After importing the dataset, I removed unnecessary columns. I then created a Saga category to group episodes by the saga they belong to.Episodes that did not fit into the main story arcs were categorized as Filler episodes, which are episodes that are not part of the original manga’s storyline. They are often created to give the manga time to advance or to add extra content that doesn’t affect the main plot.
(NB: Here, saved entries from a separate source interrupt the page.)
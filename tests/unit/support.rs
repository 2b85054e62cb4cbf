//! In-process fakes shared by the unit tests.

use std::sync::{Arc, Mutex};

use cody_agent::chat::completions::{
    fold_events, CompletionEvent, CompletionFuture, CompletionParameters, CompletionsClient,
    OnChange,
};
use cody_agent::chat::transcript::{ChatMessage, TranscriptJson};
use cody_agent::chat::ChatEvents;
use cody_agent::editor::{
    ActiveTextEditor, ActiveTextEditorSelection, ActiveTextEditorVisibleContent, Editor,
    EditorFuture, FixupState,
};
use cody_agent::protocol::ReplaceSelectionResult;
use cody_agent::Result;

/// Selection used across recipe tests.
pub fn selection(text: &str) -> ActiveTextEditorSelection {
    ActiveTextEditorSelection {
        file_name: "src/lib.rs".into(),
        repo_name: None,
        revision: None,
        preceding_text: "use std::fmt;\n".into(),
        selected_text: text.into(),
        following_text: String::new(),
    }
}

/// Editor with a fixed selection that records every warning.
#[derive(Debug, Default)]
pub struct SelectionEditor {
    selection: Option<ActiveTextEditorSelection>,
    pub warnings: Mutex<Vec<String>>,
}

impl SelectionEditor {
    pub fn with_selection(selection: Option<ActiveTextEditorSelection>) -> Arc<Self> {
        Arc::new(Self {
            selection,
            warnings: Mutex::new(Vec::new()),
        })
    }
}

impl Editor for SelectionEditor {
    fn workspace_root_path(&self) -> Option<String> {
        None
    }

    fn active_text_editor(&self) -> EditorFuture<'_, Option<ActiveTextEditor>> {
        Box::pin(async { Ok(None) })
    }

    fn active_text_editor_selection(&self) -> EditorFuture<'_, Option<ActiveTextEditorSelection>> {
        let selection = self.selection.clone();
        Box::pin(async move { Ok(selection) })
    }

    fn active_text_editor_selection_or_entire_file(
        &self,
    ) -> EditorFuture<'_, Option<ActiveTextEditorSelection>> {
        self.active_text_editor_selection()
    }

    fn active_text_editor_visible_content(
        &self,
    ) -> EditorFuture<'_, Option<ActiveTextEditorVisibleContent>> {
        Box::pin(async { Ok(None) })
    }

    fn replace_selection(
        &self,
        _file_name: &str,
        _selected_text: &str,
        _replacement: &str,
    ) -> EditorFuture<'_, ReplaceSelectionResult> {
        Box::pin(async { Ok(ReplaceSelectionResult::default()) })
    }

    fn show_quick_pick(&self, _labels: Vec<String>) -> EditorFuture<'_, Option<String>> {
        Box::pin(async { Ok(None) })
    }

    fn show_warning_message(&self, message: &str) -> EditorFuture<'_, ()> {
        self.warnings.lock().unwrap().push(message.to_owned());
        Box::pin(async { Ok(()) })
    }

    fn show_input_box(&self, _prompt: Option<&str>) -> EditorFuture<'_, Option<String>> {
        Box::pin(async { Ok(None) })
    }

    fn did_receive_fixup_text(
        &self,
        _id: &str,
        _text: &str,
        _state: FixupState,
    ) -> EditorFuture<'_, ()> {
        Box::pin(async { Ok(()) })
    }
}

/// Completions backend replaying cumulative chunks, optionally ending in an
/// error event. Records every request it receives.
#[derive(Debug, Default)]
pub struct ScriptedCompletions {
    chunks: Vec<String>,
    error: Option<String>,
    pub requests: Mutex<Vec<CompletionParameters>>,
}

impl ScriptedCompletions {
    pub fn answering(chunks: &[&str]) -> Arc<Self> {
        Arc::new(Self {
            chunks: chunks.iter().map(|c| (*c).to_owned()).collect(),
            ..Self::default()
        })
    }

    pub fn failing(chunks: &[&str], error: &str) -> Arc<Self> {
        Arc::new(Self {
            chunks: chunks.iter().map(|c| (*c).to_owned()).collect(),
            error: Some(error.to_owned()),
            requests: Mutex::new(Vec::new()),
        })
    }
}

impl CompletionsClient for ScriptedCompletions {
    fn stream<'a>(
        &'a self,
        params: CompletionParameters,
        on_change: OnChange<'a>,
    ) -> CompletionFuture<'a> {
        self.requests.lock().unwrap().push(params);
        let mut events: Vec<CompletionEvent> = self
            .chunks
            .iter()
            .cloned()
            .map(CompletionEvent::Completion)
            .collect();
        if let Some(error) = &self.error {
            events.push(CompletionEvent::Error(error.clone()));
        }
        events.push(CompletionEvent::Done);
        Box::pin(async move { fold_events(events, on_change) })
    }
}

/// One observed chat event.
#[derive(Debug, Clone, PartialEq, Eq)]
pub enum ChatEvent {
    InProgress(Option<String>),
    Transcript(TranscriptJson),
}

/// Chat sink recording events in arrival order.
#[derive(Debug, Default)]
pub struct RecordingEvents {
    pub events: Mutex<Vec<ChatEvent>>,
}

impl ChatEvents for RecordingEvents {
    fn message_in_progress(&self, message: Option<&ChatMessage>) -> Result<()> {
        self.events
            .lock()
            .unwrap()
            .push(ChatEvent::InProgress(message.map(|m| m.text.clone())));
        Ok(())
    }

    fn transcript_updated(&self, transcript: &TranscriptJson) -> Result<()> {
        self.events
            .lock()
            .unwrap()
            .push(ChatEvent::Transcript(transcript.clone()));
        Ok(())
    }
}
While filler episodes can provide additional character development or side stories, they are generally considered non-essential to the core narrative.

knitr::opts_chunk$set(echo = TRUE)
#install.packages("dplyr")
library(dplyr)
## Warning: package 'dplyr' was built under R version 4.4.2
## 
## Attaching package: 'dplyr'
## The following objects are masked from 'package:stats':
## 
##     filter, lag
## The following objects are masked from 'package:base':
## 
##     intersect, setdiff, setequal, union
#remove cplumns 
Luffy <- ONE_PIECE %>% select(-1, -2, -3,-4)
# add arc
Luffy <- Luffy %>%
  mutate(saga = case_when(
    episode >= 1 & episode <= 61 ~ "East Blue",
    episode >= 61 & episode <= 130 ~ "Alabasta",
    episode >= 144 & episode <= 195 ~ "Skypiea",
    episode >= 207 & episode <= 325 ~ "Water 7",
    episode >= 337 & episode <= 381 ~ "Thriller Bark",
    episode >= 385 & episode <= 516 ~ "Summit War",
    episode >= 517 & episode <= 574 ~ "Fish-Man Island",
    episode >= 579 & episode <= 746 ~ "Dressrosa",
    episode >= 751 & episode <= 877 ~ "Whole Cake Island",
    episode >= 892 ~ "Wano",
    TRUE ~ "Filler" 
  ))

Exploratory Statistics

One Piece is known as the anime that gets better over time, both in animation and story. To explore the trends in its popularity, I analyzed the average episode ratings across different years,

knitr::opts_chunk$set(echo = TRUE)

# year avg_rating 
year_stats <- Luffy %>%
  group_by(start) %>%
  summarize(avg_rating = mean(average_rating, na.rm = TRUE)) %>%
  arrange(desc(avg_rating))

#install.packages("ggplot2")
library(ggplot2)
## Warning: package 'ggplot2' was built under R version 4.4.2
ggplot(year_stats, aes(x = start, y = avg_rating)) +
  geom_line(color = "purple") + 
  geom_point(color = "red") + 
  labs(title = "Average Ratings Over Time",
       x = "Year",
       y = "Average Rating") +
  scale_x_continuous(breaks = seq(min(year_stats$start), max(year_stats$start), by = 1)) +
  theme_minimal() +
  theme(axis.text.x = element_text(angle = 45, hjust = 1))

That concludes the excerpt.